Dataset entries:
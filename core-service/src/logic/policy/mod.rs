//! Policy Model
//!
//! Construction, validation and canonicalization of backend-neutral rules.

pub mod canonical;
pub mod types;
pub mod validate;

pub use canonical::{canonicalize, matches_equivalent, rules_equivalent};
pub use types::{
    Action, AddrSpec, Direction, Family, Origin, PolicyRule, PortSpec, Protocol, RateLimit,
    RenderedRule, RulesetImage,
};
pub use validate::{validate_comment, validate_rule};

What this task involves ->
Every line in the data that holds "validate" should be copied out.

Solution to this problem ->
pub mod validate;
pub use validate::{validate_comment, validate_rule};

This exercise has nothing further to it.